Trump won’t quit White House race
Tycoon vows to ppress on as pparty calls for him to step down
The list is growing of elected Republican officials and others who want tycoon to abandon his presidential campaign or they will not vote for him.
NEW YORK: A defiant Donald Trump insisted he would “never” abandon his White House bid, rejecting a growing backlash from Republican leaders nationwide who disavowed the GOP’s presidential nominee after he was caught on tape bragging about predatory advances on women.
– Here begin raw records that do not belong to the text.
//! Shape-builders for audit entries, one per domain action.
//!
//! Each constructor fills in the action, entity type, and change-set shape
//! for its action kind; none of them contain logic beyond that. Callers
//! pass the result straight to [`AuditTrail::record`](super::AuditTrail).

use patungan_shared::types::{
    AttachmentId, BusinessId, CategoryId, InviteId, MembershipId, TransactionId, UserId,
};
use serde_json::{json, Value};

use super::types::{AuditAction, AuditEntityType, NewAuditEntry};
use crate::ledger::types::{Settlement, TransactionRecord};
use crate::permission::Role;

impl NewAuditEntry {
    fn base(
        business_id: BusinessId,
        action: AuditAction,
        entity_type: AuditEntityType,
        entity_id: uuid::Uuid,
        actor_id: UserId,
    ) -> Self {
        Self {
            business_id,
            action,
            entity_type,
            entity_id,
            changes: json!({}),
            metadata: json!({}),
            actor_id,
        }
    }

    /// A business was created.
    #[must_use]
    pub fn business_created(business_id: BusinessId, name: &str, actor_id: UserId) -> Self {
        let mut entry = Self::base(
            business_id,
            AuditAction::BusinessCreated,
            AuditEntityType::Business,
            business_id.into_inner(),
            actor_id,
        );
        entry.changes = json!({ "after": { "name": name } });
        entry
    }

    /// Business profile or settings changed. `changes` carries the
    /// before/after map the caller computed.
    #[must_use]
    pub fn business_updated(business_id: BusinessId, changes: Value, actor_id: UserId) -> Self {
        let mut entry = Self::base(
            business_id,
            AuditAction::BusinessUpdated,
            AuditEntityType::Business,
            business_id.into_inner(),
            actor_id,
        );
        entry.changes = changes;
        entry
    }

    /// A business was archived.
    #[must_use]
    pub fn business_archived(business_id: BusinessId, actor_id: UserId) -> Self {
        Self::base(
            business_id,
            AuditAction::BusinessArchived,
            AuditEntityType::Business,
            business_id.into_inner(),
            actor_id,
        )
    }

    /// A member was invited.
    #[must_use]
    pub fn member_invited(
        business_id: BusinessId,
        invite_id: InviteId,
        email: &str,
        role: Role,
        actor_id: UserId,
    ) -> Self {
        let mut entry = Self::base(
            business_id,
            AuditAction::MemberInvited,
            AuditEntityType::Invite,
            invite_id.into_inner(),
            actor_id,
        );
        entry.metadata = json!({ "email": email, "role": role.as_str() });
        entry
    }

    /// An invite was accepted, creating a membership.
    #[must_use]
    pub fn member_accepted(
        business_id: BusinessId,
        membership_id: MembershipId,
        role: Role,
        actor_id: UserId,
    ) -> Self {
        let mut entry = Self::base(
            business_id,
            AuditAction::MemberAccepted,
            AuditEntityType::Membership,
            membership_id.into_inner(),
            actor_id,
        );
        entry.changes = json!({ "after": { "role": role.as_str() } });
        entry
    }

    /// A membership's role changed.
    #[must_use]
    pub fn member_role_changed(
        business_id: BusinessId,
        membership_id: MembershipId,
        old_role: Role,
        new_role: Role,
        actor_id: UserId,
    ) -> Self {
        let mut entry = Self::base(
            business_id,
            AuditAction::MemberRoleChanged,
            AuditEntityType::Membership,
            membership_id.into_inner(),
            actor_id,
        );
        entry.changes = json!({
            "before": { "role": old_role.as_str() },
            "after": { "role": new_role.as_str() },
        });
        entry
    }

    /// A membership was deactivated.
    #[must_use]
    pub fn member_removed(
        business_id: BusinessId,
        membership_id: MembershipId,
        actor_id: UserId,
    ) -> Self {
        let mut entry = Self::base(
            business_id,
            AuditAction::MemberRemoved,
            AuditEntityType::Membership,
            membership_id.into_inner(),
            actor_id,
        );
        entry.changes = json!({
            "before": { "is_active": true },
            "after": { "is_active": false },
        });
        entry
    }

    /// A pending invite was revoked.
    #[must_use]
    pub fn invite_revoked(business_id: BusinessId, invite_id: InviteId, actor_id: UserId) -> Self {
        Self::base(
            business_id,
            AuditAction::InviteRevoked,
            AuditEntityType::Invite,
            invite_id.into_inner(),
            actor_id,
        )
    }

    /// A category was created.
    #[must_use]
    pub fn category_created(
        business_id: BusinessId,
        category_id: CategoryId,
        name: &str,
        actor_id: UserId,
    ) -> Self {
        let mut entry = Self::base(
            business_id,
            AuditAction::CategoryCreated,
            AuditEntityType::Category,
            category_id.into_inner(),
            actor_id,
        );
        entry.changes = json!({ "after": { "name": name } });
        entry
    }

    /// A category was updated.
    #[must_use]
    pub fn category_updated(
        business_id: BusinessId,
        category_id: CategoryId,
        changes: Value,
        actor_id: UserId,
    ) -> Self {
        let mut entry = Self::base(
            business_id,
            AuditAction::CategoryUpdated,
            AuditEntityType::Category,
            category_id.into_inner(),
            actor_id,
        );
        entry.changes = changes;
        entry
    }

    /// An expense was recorded.
    #[must_use]
    pub fn expense_created(
        business_id: BusinessId,
        record: &TransactionRecord,
        actor_id: UserId,
    ) -> Self {
        Self::transaction_created(business_id, AuditAction::ExpenseCreated, record, actor_id)
    }

    /// An income was recorded.
    #[must_use]
    pub fn income_created(
        business_id: BusinessId,
        record: &TransactionRecord,
        actor_id: UserId,
    ) -> Self {
        Self::transaction_created(business_id, AuditAction::IncomeCreated, record, actor_id)
    }

    fn transaction_created(
        business_id: BusinessId,
        action: AuditAction,
        record: &TransactionRecord,
        actor_id: UserId,
    ) -> Self {
        let mut entry = Self::base(
            business_id,
            action,
            AuditEntityType::Transaction,
            record.id.into_inner(),
            actor_id,
        );
        entry.changes = json!({
            "after": {
                "amount": record.amount,
                "attributed_to": record.attributed_to,
                "transaction_date": record.transaction_date,
            }
        });
        entry
    }

    /// An expense was edited.
    #[must_use]
    pub fn expense_updated(
        business_id: BusinessId,
        transaction_id: TransactionId,
        changes: Value,
        actor_id: UserId,
    ) -> Self {
        let mut entry = Self::base(
            business_id,
            AuditAction::ExpenseUpdated,
            AuditEntityType::Transaction,
            transaction_id.into_inner(),
            actor_id,
        );
        entry.changes = changes;
        entry
    }

    /// An income was edited.
    #[must_use]
    pub fn income_updated(
        business_id: BusinessId,
        transaction_id: TransactionId,
        changes: Value,
        actor_id: UserId,
    ) -> Self {
        let mut entry = Self::base(
            business_id,
            AuditAction::IncomeUpdated,
            AuditEntityType::Transaction,
            transaction_id.into_inner(),
            actor_id,
        );
        entry.changes = changes;
        entry
    }

    /// An expense was soft-deleted.
    #[must_use]
    pub fn expense_deleted(
        business_id: BusinessId,
        transaction_id: TransactionId,
        actor_id: UserId,
    ) -> Self {
        Self::base(
            business_id,
            AuditAction::ExpenseDeleted,
            AuditEntityType::Transaction,
            transaction_id.into_inner(),
            actor_id,
        )
    }

    /// An income was soft-deleted.
    #[must_use]
    pub fn income_deleted(
        business_id: BusinessId,
        transaction_id: TransactionId,
        actor_id: UserId,
    ) -> Self {
        Self::base(
            business_id,
            AuditAction::IncomeDeleted,
            AuditEntityType::Transaction,
            transaction_id.into_inner(),
            actor_id,
        )
    }

    /// A settlement was recorded. Settlements are immutable, so this is the
    /// only settlement action.
    #[must_use]
    pub fn settlement_created(settlement: &Settlement) -> Self {
        let mut entry = Self::base(
            settlement.business_id,
            AuditAction::SettlementCreated,
            AuditEntityType::Settlement,
            settlement.id.into_inner(),
            settlement.created_by,
        );
        entry.changes = json!({
            "after": {
                "membership_id": settlement.membership_id,
                "direction": settlement.direction.as_str(),
                "amount": settlement.amount,
                "settlement_date": settlement.settlement_date,
            }
        });
        entry
    }

    /// An attachment was added to a transaction.
    #[must_use]
    pub fn attachment_added(
        business_id: BusinessId,
        attachment_id: AttachmentId,
        transaction_id: TransactionId,
        file_name: &str,
        actor_id: UserId,
    ) -> Self {
        let mut entry = Self::base(
            business_id,
            AuditAction::AttachmentAdded,
            AuditEntityType::Attachment,
            attachment_id.into_inner(),
            actor_id,
        );
        entry.metadata = json!({
            "transaction_id": transaction_id,
            "file_name": file_name,
        });
        entry
    }

    /// An attachment was removed.
    #[must_use]
    pub fn attachment_removed(
        business_id: BusinessId,
        attachment_id: AttachmentId,
        actor_id: UserId,
    ) -> Self {
        Self::base(
            business_id,
            AuditAction::AttachmentRemoved,
            AuditEntityType::Attachment,
            attachment_id.into_inner(),
            actor_id,
        )
    }
}
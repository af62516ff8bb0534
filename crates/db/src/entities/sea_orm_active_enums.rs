//! Postgres enum mappings and conversions to the core domain enums.

use patungan_core::ledger::{SettlementDirection as CoreDirection, TransactionKind as CoreKind};
use patungan_core::permission::Role;
use sea_orm::entity::prelude::*;
use serde::{Deserialize, Serialize};

/// Member role stored in the `member_role` Postgres enum.
#[derive(Debug, Clone, Copy, PartialEq, Eq, EnumIter, DeriveActiveEnum, Serialize, Deserialize)]
#[sea_orm(rs_type = "String", db_type = "Enum", enum_name = "member_role")]
pub enum MemberRole {
    /// Full access including ownership transfer.
    #[sea_orm(string_value = "owner")]
    Owner,
    /// Full access except archiving the business.
    #[sea_orm(string_value = "co-owner")]
    CoOwner,
    /// Manages members and configuration.
    #[sea_orm(string_value = "admin")]
    Admin,
    /// Keeps the books.
    #[sea_orm(string_value = "accountant")]
    Accountant,
    /// Day-to-day participant.
    #[sea_orm(string_value = "employee")]
    Employee,
}

impl From<MemberRole> for Role {
    fn from(role: MemberRole) -> Self {
        match role {
            MemberRole::Owner => Self::Owner,
            MemberRole::CoOwner => Self::CoOwner,
            MemberRole::Admin => Self::Admin,
            MemberRole::Accountant => Self::Accountant,
            MemberRole::Employee => Self::Employee,
        }
    }
}

impl From<Role> for MemberRole {
    fn from(role: Role) -> Self {
        match role {
            Role::Owner => Self::Owner,
            Role::CoOwner => Self::CoOwner,
            Role::Admin => Self::Admin,
            Role::Accountant => Self::Accountant,
            Role::Employee => Self::Employee,
        }
    }
}

/// Transaction kind stored in the `transaction_kind` Postgres enum.
#[derive(Debug, Clone, Copy, PartialEq, Eq, EnumIter, DeriveActiveEnum, Serialize, Deserialize)]
#[sea_orm(rs_type = "String", db_type = "Enum", enum_name = "transaction_kind")]
pub enum TransactionKind {
    /// Money spent.
    #[sea_orm(string_value = "expense")]
    Expense,
    /// Money received.
    #[sea_orm(string_value = "income")]
    Income,
}

impl From<TransactionKind> for CoreKind {
    fn from(kind: TransactionKind) -> Self {
        match kind {
            TransactionKind::Expense => Self::Expense,
            TransactionKind::Income => Self::Income,
        }
    }
}

impl From<CoreKind> for TransactionKind {
    fn from(kind: CoreKind) -> Self {
        match kind {
            CoreKind::Expense => Self::Expense,
            CoreKind::Income => Self::Income,
        }
    }
}

/// Settlement direction stored in the `settlement_direction` Postgres enum.
#[derive(Debug, Clone, Copy, PartialEq, Eq, EnumIter, DeriveActiveEnum, Serialize, Deserialize)]
#[sea_orm(rs_type = "String", db_type = "Enum", enum_name = "settlement_direction")]
pub enum SettlementDirection {
    /// The business pays the member.
    #[sea_orm(string_value = "business_to_member")]
    BusinessToMember,
    /// The member pays the business.
    #[sea_orm(string_value = "member_to_business")]
    MemberToBusiness,
}

impl From<SettlementDirection> for CoreDirection {
    fn from(direction: SettlementDirection) -> Self {
        match direction {
            SettlementDirection::BusinessToMember => Self::BusinessToMember,
            SettlementDirection::MemberToBusiness => Self::MemberToBusiness,
        }
    }
}

impl From<CoreDirection> for SettlementDirection {
    fn from(direction: CoreDirection) -> Self {
        match direction {
            CoreDirection::BusinessToMember => Self::BusinessToMember,
            CoreDirection::MemberToBusiness => Self::MemberToBusiness,
        }
    }
}

#[cfg(test)]
mod tests {
    use super::*;

    #[test]
    fn test_member_role_round_trip() {
        for role in Role::ALL {
            assert_eq!(Role::from(MemberRole::from(role)), role);
        }
    }

    #[test]
    fn test_transaction_kind_round_trip() {
        for kind in [CoreKind::Expense, CoreKind::Income] {
            assert_eq!(CoreKind::from(TransactionKind::from(kind)), kind);
        }
    }

    #[test]
    fn test_settlement_direction_round_trip() {
        for direction in [CoreDirection::BusinessToMember, CoreDirection::MemberToBusiness] {
            assert_eq!(CoreDirection::from(SettlementDirection::from(direction)), direction);
        }
    }
}
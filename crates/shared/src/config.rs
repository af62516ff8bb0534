//! Application configuration management.

use serde::Deserialize;

/// Application configuration.
#[derive(Debug, Clone, Deserialize)]
pub struct AppConfig {
    /// Database configuration.
    pub database: DatabaseConfig,
    /// Audit trail configuration.
    #[serde(default)]
    pub audit: AuditConfig,
}

/// Database configuration.
#[derive(Debug, Clone, Deserialize)]
pub struct DatabaseConfig {
    /// Database connection URL.
    pub url: String,
    /// Maximum number of connections in the pool.
    #[serde(default = "default_max_connections")]
    pub max_connections: u32,
    /// Minimum number of connections in the pool.
    #[serde(default = "default_min_connections")]
    pub min_connections: u32,
}

fn default_max_connections() -> u32 {
    10
}

fn default_min_connections() -> u32 {
    1
}

/// Audit trail configuration.
#[derive(Debug, Clone, Deserialize)]
pub struct AuditConfig {
    /// Maximum page size served by audit queries.
    #[serde(default = "default_audit_max_page_size")]
    pub max_page_size: u32,
}

fn default_audit_max_page_size() -> u32 {
    100
}

impl Default for AuditConfig {
    fn default() -> Self {
        Self {
            max_page_size: default_audit_max_page_size(),
        }
    }
}

impl AppConfig {
    /// Loads configuration from environment and config files.
    ///
    /// # Errors
    ///
    /// Returns an error if configuration cannot be loaded.
    pub fn load() -> Result<Self, config::ConfigError> {
        // Pick up a local .env file before reading the environment.
        dotenvy::dotenv().ok();

        let run_mode = std::env::var("RUN_MODE").unwrap_or_else(|_| "development".to_string());

        let config = config::Config::builder()
            .add_source(config::File::with_name("config/default").required(false))
            .add_source(config::File::with_name(&format!("config/{run_mode}")).required(false))
            .add_source(config::Environment::with_prefix("PATUNGAN").separator("__"))
            .build()?;

        config.try_deserialize()
    }
}

#[cfg(test)]
mod tests {
    use super::*;

    #[test]
    fn test_database_defaults() {
        let config: DatabaseConfig =
            serde_json::from_str(r#"{"url": "postgres://localhost/patungan"}"#).unwrap();
        assert_eq!(config.max_connections, 10);
        assert_eq!(config.min_connections, 1);
    }

    #[test]
    fn test_audit_defaults() {
        let config = AuditConfig::default();
        assert_eq!(config.max_page_size, 100);
    }
}
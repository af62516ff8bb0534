//! `SeaORM` Entity for settlements table.
//!
//! Settlements are write-once: no update path exists in the schema or the
//! repository layer.

use sea_orm::entity::prelude::*;
use serde::{Deserialize, Serialize};

use super::sea_orm_active_enums::SettlementDirection;

#[derive(Clone, Debug, PartialEq, DeriveEntityModel, Eq, Serialize, Deserialize)]
#[sea_orm(table_name = "settlements")]
pub struct Model {
    #[sea_orm(primary_key, auto_increment = false)]
    pub id: Uuid,
    pub business_id: Uuid,
    pub membership_id: Uuid,
    pub direction: SettlementDirection,
    /// Strictly positive magnitude; direction encodes who pays.
    pub amount: Decimal,
    pub note: Option<String>,
    pub settlement_date: Date,
    pub created_by: Uuid,
    pub created_at: DateTimeWithTimeZone,
}

#[derive(Copy, Clone, Debug, EnumIter, DeriveRelation)]
pub enum Relation {
    #[sea_orm(
        belongs_to = "super::businesses::Entity",
        from = "Column::BusinessId",
        to = "super::businesses::Column::Id"
    )]
    Businesses,
    #[sea_orm(
        belongs_to = "super::memberships::Entity",
        from = "Column::MembershipId",
        to = "super::memberships::Column::Id"
    )]
    Memberships,
}

impl Related<super::businesses::Entity> for Entity {
    fn to() -> RelationDef {
        Relation::Businesses.def()
    }
}

impl Related<super::memberships::Entity> for Entity {
    fn to() -> RelationDef {
        Relation::Memberships.def()
    }
}

impl ActiveModelBehavior for ActiveModel {}
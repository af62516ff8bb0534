//! `SeaORM` Entity for businesses table.

use sea_orm::entity::prelude::*;
use serde::{Deserialize, Serialize};

#[derive(Clone, Debug, PartialEq, DeriveEntityModel, Eq, Serialize, Deserialize)]
#[sea_orm(table_name = "businesses")]
pub struct Model {
    #[sea_orm(primary_key, auto_increment = false)]
    pub id: Uuid,
    pub name: String,
    #[sea_orm(unique)]
    pub slug: String,
    pub is_active: bool,
    pub created_at: DateTimeWithTimeZone,
    pub updated_at: DateTimeWithTimeZone,
}

#[derive(Copy, Clone, Debug, EnumIter, DeriveRelation)]
pub enum Relation {
    #[sea_orm(has_many = "super::memberships::Entity")]
    Memberships,
    #[sea_orm(has_many = "super::transactions::Entity")]
    Transactions,
    #[sea_orm(has_many = "super::settlements::Entity")]
    Settlements,
    #[sea_orm(has_many = "super::audit_logs::Entity")]
    AuditLogs,
}

impl Related<super::memberships::Entity> for Entity {
    fn to() -> RelationDef {
        Relation::Memberships.def()
    }
}

impl Related<super::transactions::Entity> for Entity {
    fn to() -> RelationDef {
        Relation::Transactions.def()
    }
}

impl Related<super::settlements::Entity> for Entity {
    fn to() -> RelationDef {
        Relation::Settlements.def()
    }
}

impl Related<super::audit_logs::Entity> for Entity {
    fn to() -> RelationDef {
        Relation::AuditLogs.def()
    }
}

impl ActiveModelBehavior for ActiveModel {}
//! Signed balance arithmetic.
//!
//! The sign convention across the whole system:
//!
//! ```text
//! balance = paid_out_of_pocket - received_personally
//!           - settlements_received + settlements_paid
//! ```
//!
//! Positive means the business owes the member; negative means the member
//! owes the business.

use patungan_shared::types::MembershipId;
use rust_decimal::Decimal;

use super::types::{LedgerSummary, MemberBalance, SettlementDirection, SuggestedSettlement};

impl MemberBalance {
    /// Combines the four source aggregates with the signed formula.
    #[must_use]
    pub fn from_totals(
        membership_id: MembershipId,
        display_name: String,
        paid_out_of_pocket: Decimal,
        received_personally: Decimal,
        settlements_received: Decimal,
        settlements_paid: Decimal,
    ) -> Self {
        let balance =
            paid_out_of_pocket - received_personally - settlements_received + settlements_paid;
        Self {
            membership_id,
            display_name,
            paid_out_of_pocket,
            received_personally,
            settlements_received,
            settlements_paid,
            balance,
        }
    }

    /// The settlement that would zero this balance, if any.
    #[must_use]
    pub fn suggested_settlement(&self) -> Option<SuggestedSettlement> {
        suggested_settlement(self.balance)
    }
}

/// Proposes the settlement that would zero `balance`.
///
/// Returns `None` exactly when the balance is already zero. Advisory only:
/// nothing is created.
#[must_use]
pub fn suggested_settlement(balance: Decimal) -> Option<SuggestedSettlement> {
    if balance.is_zero() {
        return None;
    }

    let direction = if balance > Decimal::ZERO {
        SettlementDirection::BusinessToMember
    } else {
        SettlementDirection::MemberToBusiness
    };

    Some(SuggestedSettlement {
        direction,
        amount: balance.abs(),
    })
}

impl LedgerSummary {
    /// Builds the business-wide summary from per-member balances.
    ///
    /// Strictly positive balances accumulate into `total_owed_to_members`;
    /// the absolute values of strictly negative balances accumulate into
    /// `total_owed_by_members`. Zero balances touch neither total.
    #[must_use]
    pub fn from_balances(member_balances: Vec<MemberBalance>) -> Self {
        let mut total_owed_to_members = Decimal::ZERO;
        let mut total_owed_by_members = Decimal::ZERO;

        for member in &member_balances {
            if member.balance > Decimal::ZERO {
                total_owed_to_members += member.balance;
            } else if member.balance < Decimal::ZERO {
                total_owed_by_members += member.balance.abs();
            }
        }

        Self {
            member_balances,
            total_owed_to_members,
            total_owed_by_members,
            net_balance: total_owed_to_members - total_owed_by_members,
        }
    }
}

#[cfg(test)]
mod tests {
    use super::*;
    use rust_decimal_macros::dec;

    fn balance_of(
        paid: Decimal,
        received: Decimal,
        settled_to_member: Decimal,
        settled_to_business: Decimal,
    ) -> MemberBalance {
        MemberBalance::from_totals(
            MembershipId::new(),
            "Member".to_string(),
            paid,
            received,
            settled_to_member,
            settled_to_business,
        )
    }

    #[test]
    fn test_out_of_pocket_expense_is_owed_back() {
        // Member pays a $100 expense out-of-pocket, no settlements yet.
        let balance = balance_of(dec!(100), dec!(0), dec!(0), dec!(0));
        assert_eq!(balance.balance, dec!(100));

        let suggestion = balance.suggested_settlement().unwrap();
        assert_eq!(suggestion.direction, SettlementDirection::BusinessToMember);
        assert_eq!(suggestion.amount, dec!(100));
    }

    #[test]
    fn test_reimbursement_returns_balance_to_zero() {
        // Business reimburses the $100.
        let balance = balance_of(dec!(100), dec!(0), dec!(100), dec!(0));
        assert_eq!(balance.balance, dec!(0));
        assert!(balance.suggested_settlement().is_none());
    }

    #[test]
    fn test_personally_received_income_is_owed_to_business() {
        // Member personally receives $200 of business income.
        let balance = balance_of(dec!(0), dec!(200), dec!(0), dec!(0));
        assert_eq!(balance.balance, dec!(-200));

        let suggestion = balance.suggested_settlement().unwrap();
        assert_eq!(suggestion.direction, SettlementDirection::MemberToBusiness);
        assert_eq!(suggestion.amount, dec!(200));
    }

    #[test]
    fn test_repayment_returns_balance_to_zero() {
        // Member repays the $200.
        let balance = balance_of(dec!(0), dec!(200), dec!(0), dec!(200));
        assert_eq!(balance.balance, dec!(0));
        assert!(balance.suggested_settlement().is_none());
    }

    #[test]
    fn test_mixed_history() {
        // $150 paid out-of-pocket, $50 received personally, $30 reimbursed.
        let balance = balance_of(dec!(150), dec!(50), dec!(30), dec!(0));
        assert_eq!(balance.balance, dec!(70));
    }

    #[test]
    fn test_suggested_settlement_none_iff_zero() {
        assert!(suggested_settlement(Decimal::ZERO).is_none());
        assert!(suggested_settlement(dec!(0.01)).is_some());
        assert!(suggested_settlement(dec!(-0.01)).is_some());
    }

    #[test]
    fn test_summary_totals() {
        let balances = vec![
            balance_of(dec!(100), dec!(0), dec!(0), dec!(0)), // +100
            balance_of(dec!(0), dec!(40), dec!(0), dec!(0)),  // -40
            balance_of(dec!(25), dec!(25), dec!(0), dec!(0)), // 0
        ];
        let summary = LedgerSummary::from_balances(balances);

        assert_eq!(summary.total_owed_to_members, dec!(100));
        assert_eq!(summary.total_owed_by_members, dec!(40));
        assert_eq!(summary.net_balance, dec!(60));
        assert_eq!(summary.member_balances.len(), 3);
    }

    #[test]
    fn test_summary_of_no_members() {
        let summary = LedgerSummary::from_balances(vec![]);
        assert_eq!(summary.total_owed_to_members, Decimal::ZERO);
        assert_eq!(summary.total_owed_by_members, Decimal::ZERO);
        assert_eq!(summary.net_balance, Decimal::ZERO);
    }
}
Trump’s own running mate, Indiana Governor Mike Pence, declared he could neither condone nor defend Trump’s remarks in a 2005 videotape that sparked panic inside Trump Tower and throughout the Republican Party with early voting already underway exactly one month before Election Day.
“We pray for his family,” Pence said in a statement after cancelling a Wisconsin appearance scheduled with House Speaker Paul Ryan and the Republican National Committee chairman, Reince Priebus, both of whom had condemned Trump’s remarks the day before but stopped short of withdrawing support altogether.
The furore places enormous pressure on Trump to try to tamp down a crisis sure to spill into the presidential debate.
But even as the fallout deepened fractures in a party already torn about Trump, many remained loyal to the political outsider. Wisconsin voter Jean Stanley donned a shirt proclaiming “Wisconsin Women Love Trump” and called Ryan a “traitor” for denouncing the presidential contender’s comments.
“He’s a real human,” Stanley said of the New York businessman, surrounded by Trump supporters at the Wisconsin rally where he was set to appear before the videotape emerged.
Ryan and Priebus did not join a chorus of GOP officeholders from Utah to Alabama to New Hampshire who decided the former reality television star’s bombshell was too much to take.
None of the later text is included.